Providing unique services — it’s what Good Samaritan Society – Specialty Care in Robbinsdale, Minnesota, has been doing faithfully for decades.
“We’ve just always been a mix of all kinds of things. ‘Specialty’ kind of summed it up, that we’re specializing in whatever. I’d say love,” nursing supervisor Gwen Johnson, RN-BC, says.
Johnson is coming up on 42 years of loving residents, many in long-term care with Huntington’s disease.
“If you’re not going to care, you’re not going to last here long,” Johnson says. “People will say it’s like having Alzheimer’s, Parkinson’s and ALS all in one except they really don’t have dementia like they don’t forget things. They have cognitive decline.”
Inclined to make a difference, Johnson has been filling a need in the Huntington’s unit since 1996. Before that, she helped residents going through alcohol and drug treatment.
“Who’s going to take care of Huntington’s? They fall. They have behaviors. (Others say) yeah, we can’t manage that. Well, we can. A lot of times it’s about getting to know somebody and who they are. Is that Huntington’s or? Don’t worry about the disease all the time. Take care of the person,” Johnson says.
Workers are ‘a second family’
Helping cook up that personalized care is a lot of experience.
“I tell people I started at five years old so they can’t guess my age,” cook Barbara Rasmussen says.
Rasmussen is celebrating 47 years with the Society in October.
“We all get along. It’s like a second family,” Rasmussen says.
Cheryl Arthur, a fellow cook, is scooping up 42 years in September.
“My grandmother had a restaurant. When you’re a teenager, you don’t really want to work for your grandmother, but I guess I was kind of forced to be there to help my grandma,” Arthur says.
From Grandma’s downtown Minneapolis diner to this kitchen, Arthur, and five of her teammates in Robbinsdale, started young and never left.

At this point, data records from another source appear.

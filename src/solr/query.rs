//! Search, count, facet and group queries against the `select` handler.

use serde_json::{Map, Value};
use tracing::debug;

use super::{Body, Result, SolrClient, SolrError, SolrMode};
use crate::models::display_value;

/// Parameters for a `select` request
#[derive(Debug, Clone)]
pub struct QueryParams {
    pub q: String,
    pub sort: String,
    pub rows: usize,
    pub group_field: Option<String>,
    pub facet_field: Option<String>,
    /// `group.limit` / `facet.limit`
    pub ngroup: usize,
    /// Extra parameters, applied last so they override the ones above
    pub extra: Vec<(String, String)>,
}

impl Default for QueryParams {
    fn default() -> Self {
        Self {
            q: "*:*".to_string(),
            sort: "id asc".to_string(),
            rows: 10,
            group_field: None,
            facet_field: None,
            ngroup: 1024,
            extra: Vec::new(),
        }
    }
}

impl QueryParams {
    pub fn new(q: &str) -> Self {
        Self {
            q: q.to_string(),
            ..Self::default()
        }
    }

    pub fn sort(mut self, sort: &str) -> Self {
        self.sort = sort.to_string();
        self
    }

    pub fn rows(mut self, rows: usize) -> Self {
        self.rows = rows;
        self
    }

    /// Restrict the returned fields
    pub fn fl(self, fields: &str) -> Self {
        self.param("fl", fields)
    }

    pub fn param(mut self, key: &str, value: &str) -> Self {
        self.extra.push((key.to_string(), value.to_string()));
        self
    }

    pub fn group(mut self, field: &str, ngroup: usize) -> Self {
        self.group_field = Some(field.to_string());
        self.ngroup = ngroup;
        self
    }

    pub fn facet(mut self, field: &str, ngroup: usize) -> Self {
        self.facet_field = Some(field.to_string());
        self.ngroup = ngroup;
        self
    }

    /// Form parameters in request order
    pub fn to_form(&self) -> Vec<(String, String)> {
        let mut form: Vec<(String, String)> = vec![
            ("q".into(), self.q.clone()),
            ("sort".into(), self.sort.clone()),
            ("rows".into(), self.rows.to_string()),
            ("indent".into(), "off".into()),
        ];
        if let Some(field) = &self.group_field {
            form.push(("group".into(), "true".into()));
            form.push(("group.field".into(), field.clone()));
            form.push(("group.limit".into(), self.ngroup.to_string()));
        }
        if let Some(field) = &self.facet_field {
            form.push(("facet".into(), "true".into()));
            form.push(("facet.field".into(), field.clone()));
            form.push(("facet.limit".into(), self.ngroup.to_string()));
        }
        for (key, value) in &self.extra {
            match form.iter_mut().find(|(k, _)| k == key) {
                Some(entry) => entry.1 = value.clone(),
                None => form.push((key.clone(), value.clone())),
            }
        }
        form
    }
}

/// One bucket of a grouped query
#[derive(Debug, Clone)]
pub struct Group {
    pub value: Value,
    pub docs: Vec<Map<String, Value>>,
}

impl SolrClient {
    /// Send a `select` request and return the body without its header
    pub async fn raw_query(&self, name: &str, params: &QueryParams) -> Result<Map<String, Value>> {
        debug!("select on {}: {:?}", name, params.q);
        match self
            .post_solr(name, "select", Body::Form(params.to_form()), false)
            .await?
        {
            Value::Object(map) => Ok(map),
            other => Err(SolrError::Unexpected(format!(
                "select on {} returned {}",
                name, other
            ))),
        }
    }

    /// Fail with `UnknownName` unless `name` answers a ping
    pub async fn ensure_exists(&self, name: &str) -> Result<()> {
        if !self.ping(name, SolrMode::Cores).await? {
            return Err(SolrError::UnknownName(name.to_string()));
        }
        Ok(())
    }

    /// Number of documents matching `q`
    pub async fn get_count(&self, name: &str, q: &str) -> Result<u64> {
        self.ensure_exists(name).await?;
        let params = QueryParams::new(q).rows(0).param("start", "0");
        let mut body = self.raw_query(name, &params).await?;
        let response = take_member(&mut body, "response")?;
        response
            .get("numFound")
            .and_then(Value::as_u64)
            .ok_or_else(|| SolrError::Unexpected("response without numFound".into()))
    }

    /// Matching documents. Without a row limit every document in the
    /// collection is requested.
    pub async fn get_query(
        &self,
        name: &str,
        params: QueryParams,
        limit: Option<usize>,
    ) -> Result<Vec<Map<String, Value>>> {
        self.ensure_exists(name).await?;
        let rows = match limit {
            Some(rows) => rows,
            None => self.get_count(name, "*:*").await? as usize,
        };
        let params = params.rows(rows);
        let mut body = self.raw_query(name, &params).await?;
        let response = take_member(&mut body, "response")?;
        docs_of(response)
    }

    /// Documents grouped by `group_field`, with that field removed from each doc
    pub async fn get_group(
        &self,
        name: &str,
        group_field: &str,
        params: QueryParams,
    ) -> Result<Vec<Group>> {
        self.ensure_exists(name).await?;
        let rows = self.get_count(name, "*:*").await? as usize;
        let ngroup = params.ngroup;
        let params = params.rows(rows).group(group_field, ngroup);
        let mut body = self.raw_query(name, &params).await?;
        let mut grouped = take_member(&mut body, "grouped")?;
        let groups = grouped
            .get_mut(group_field)
            .and_then(|g| g.get_mut("groups"))
            .map(Value::take)
            .ok_or_else(|| SolrError::Unexpected(format!("no groups for {}", group_field)))?;

        let Value::Array(groups) = groups else {
            return Err(SolrError::Unexpected("groups is not a list".into()));
        };

        groups
            .into_iter()
            .map(|mut group| {
                let value = group.get_mut("groupValue").map(Value::take).unwrap_or(Value::Null);
                let doclist = group
                    .get_mut("doclist")
                    .map(Value::take)
                    .unwrap_or(Value::Null);
                let docs = docs_of(doclist)?
                    .into_iter()
                    .map(|mut doc| {
                        doc.remove(group_field);
                        doc
                    })
                    .collect();
                Ok(Group { value, docs })
            })
            .collect()
    }

    /// Flat facet list `[value, count, value, count, ...]` for `facet_field`
    pub async fn get_facet(
        &self,
        name: &str,
        facet_field: &str,
        params: QueryParams,
    ) -> Result<Vec<Value>> {
        self.ensure_exists(name).await?;
        let ngroup = self.get_count(name, "*:*").await? as usize;
        let params = params.rows(0).facet(facet_field, ngroup);
        let mut body = self.raw_query(name, &params).await?;
        let mut counts = take_member(&mut body, "facet_counts")?;
        let values = counts
            .get_mut("facet_fields")
            .and_then(|f| f.get_mut(facet_field))
            .map(Value::take)
            .ok_or_else(|| SolrError::Unexpected(format!("no facet for {}", facet_field)))?;
        match values {
            Value::Array(values) => Ok(values),
            other => Err(SolrError::Unexpected(format!(
                "facet for {} is not a list: {}",
                facet_field, other
            ))),
        }
    }

    /// Facet as ordered `(value, count)` pairs
    pub async fn facet_counts(&self, name: &str, field: &str) -> Result<Vec<(String, u64)>> {
        let flat = self.get_facet(name, field, QueryParams::default()).await?;
        Ok(pair_facets(&flat))
    }

    /// Facet values only, in facet order
    pub async fn facet_keys(&self, name: &str, field: &str) -> Result<Vec<String>> {
        Ok(self
            .facet_counts(name, field)
            .await?
            .into_iter()
            .map(|(k, _)| k)
            .collect())
    }
}

/// Zip a flat facet list into `(value, count)` pairs. A trailing value
/// without a count is dropped.
pub fn pair_facets(flat: &[Value]) -> Vec<(String, u64)> {
    flat.chunks_exact(2)
        .map(|pair| (display_value(&pair[0]), pair[1].as_u64().unwrap_or(0)))
        .collect()
}

/// Remove `_version_` from a document
pub fn clean_doc(mut doc: Map<String, Value>) -> Map<String, Value> {
    doc.remove("_version_");
    doc
}

fn take_member(body: &mut Map<String, Value>, key: &str) -> Result<Value> {
    if let Some(value) = body.remove(key) {
        return Ok(value);
    }
    let msg = body
        .get("error")
        .and_then(|e| e.get("msg"))
        .and_then(Value::as_str)
        .unwrap_or("no error message");
    Err(SolrError::Unexpected(format!("missing `{}`: {}", key, msg)))
}

fn docs_of(mut response: Value) -> Result<Vec<Map<String, Value>>> {
    let docs = response
        .get_mut("docs")
        .map(Value::take)
        .ok_or_else(|| SolrError::Unexpected("response without docs".into()))?;
    Ok(serde_json::from_value(docs)?)
}

#[cfg(test)]
mod tests {
    use super::*;
    use serde_json::json;

    #[test]
    fn test_default_form() {
        let form = QueryParams::default().to_form();
        assert_eq!(
            form,
            vec![
                ("q".to_string(), "*:*".to_string()),
                ("sort".to_string(), "id asc".to_string()),
                ("rows".to_string(), "10".to_string()),
                ("indent".to_string(), "off".to_string()),
            ]
        );
    }

    #[test]
    fn test_facet_form_and_override() {
        let form = QueryParams::new("AtcoCode:9*")
            .rows(0)
            .facet("TIPLOC", 42)
            .fl("TIPLOC")
            .param("rows", "5")
            .to_form();
        let get = |k: &str| {
            form.iter()
                .find(|(key, _)| key == k)
                .map(|(_, v)| v.as_str())
        };
        assert_eq!(get("q"), Some("AtcoCode:9*"));
        assert_eq!(get("facet"), Some("true"));
        assert_eq!(get("facet.field"), Some("TIPLOC"));
        assert_eq!(get("facet.limit"), Some("42"));
        assert_eq!(get("fl"), Some("TIPLOC"));
        // extra params replace in place instead of duplicating
        assert_eq!(get("rows"), Some("5"));
        assert_eq!(form.iter().filter(|(k, _)| k == "rows").count(), 1);
    }

    #[test]
    fn test_group_form() {
        let form = QueryParams::default().group("UUID", 7).to_form();
        assert!(form.contains(&("group".to_string(), "true".to_string())));
        assert!(form.contains(&("group.field".to_string(), "UUID".to_string())));
        assert!(form.contains(&("group.limit".to_string(), "7".to_string())));
    }

    #[test]
    fn test_pair_facets() {
        let flat = vec![json!("EUSTON"), json!(12), json!("CREWE"), json!(3), json!("X")];
        assert_eq!(
            pair_facets(&flat),
            vec![("EUSTON".to_string(), 12), ("CREWE".to_string(), 3)]
        );
    }

    #[test]
    fn test_take_member_reports_solr_error() {
        let mut body = json!({"error": {"msg": "undefined field TIPLOX"}})
            .as_object()
            .cloned()
            .unwrap();
        let err = take_member(&mut body, "response").unwrap_err();
        assert!(err.to_string().contains("undefined field TIPLOX"));
    }

    #[test]
    fn test_clean_doc() {
        let doc = json!({"id": "1", "_version_": 99}).as_object().cloned().unwrap();
        let doc = clean_doc(doc);
        assert!(!doc.contains_key("_version_"));
        assert!(doc.contains_key("id"));
    }
}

“Taking care of the residents is pretty important. Some of them have families, some don’t,” Arthur says. “I think they enjoy helping people and they enjoy doing something for someone. Making someone’s life better.”
‘All worked together’ through COVID
On the job for just a few months, their administrator Kali Blaeser knows she’s in good hands.
“I think it’s a true testament to not only this building but the Good Samaritan Society and how well they take care of their employees that we have people that have worked here for so long,” Blaeser says.
Or even, good paws.
“Ginger has been here like 12 years,” Blaeser says about a co-worker’s dog who visits often.
“They’ve all been really supportive and made comments of ‘just wait until you’ve been here for 20 years.’”
A COVID-19 outbreak her first week shined a spotlight on her team’s chemistry, a team that also offers therapy and rehabilitation as well as men’s behavioral care.
“I didn’t even have to tell anyone what to do. This person knew to go here and we were setting up isolation kits. It was a long hard day, but it was really nice to see how quickly they welcomed me and just to see how they all worked together,” Blaeser says.
100 years ‘something to celebrate’
All are welcome here in the Twin Cities where the Society’s 100 years of treating everyone like someone, no matter what, carries on to this day.
“Yes, we are a Christian organization but we’re a lot. Christians accept everybody. That’s what we are,” Johnson says.
Especially those in need at this nationally recognized Huntington’s care community.
“Just by some unfortunate happening that these people are here. Then if that was your mother. I always get emotional. If that was your mother or that was your child, if that was you in that chair,” Johnson says. “I love these people.”
A passion for others that will hopefully continue for another century.
“100 years of good service is something to celebrate,” Arthur says.
Rasmussen adds, “Happy anniversary! Keep going strong.”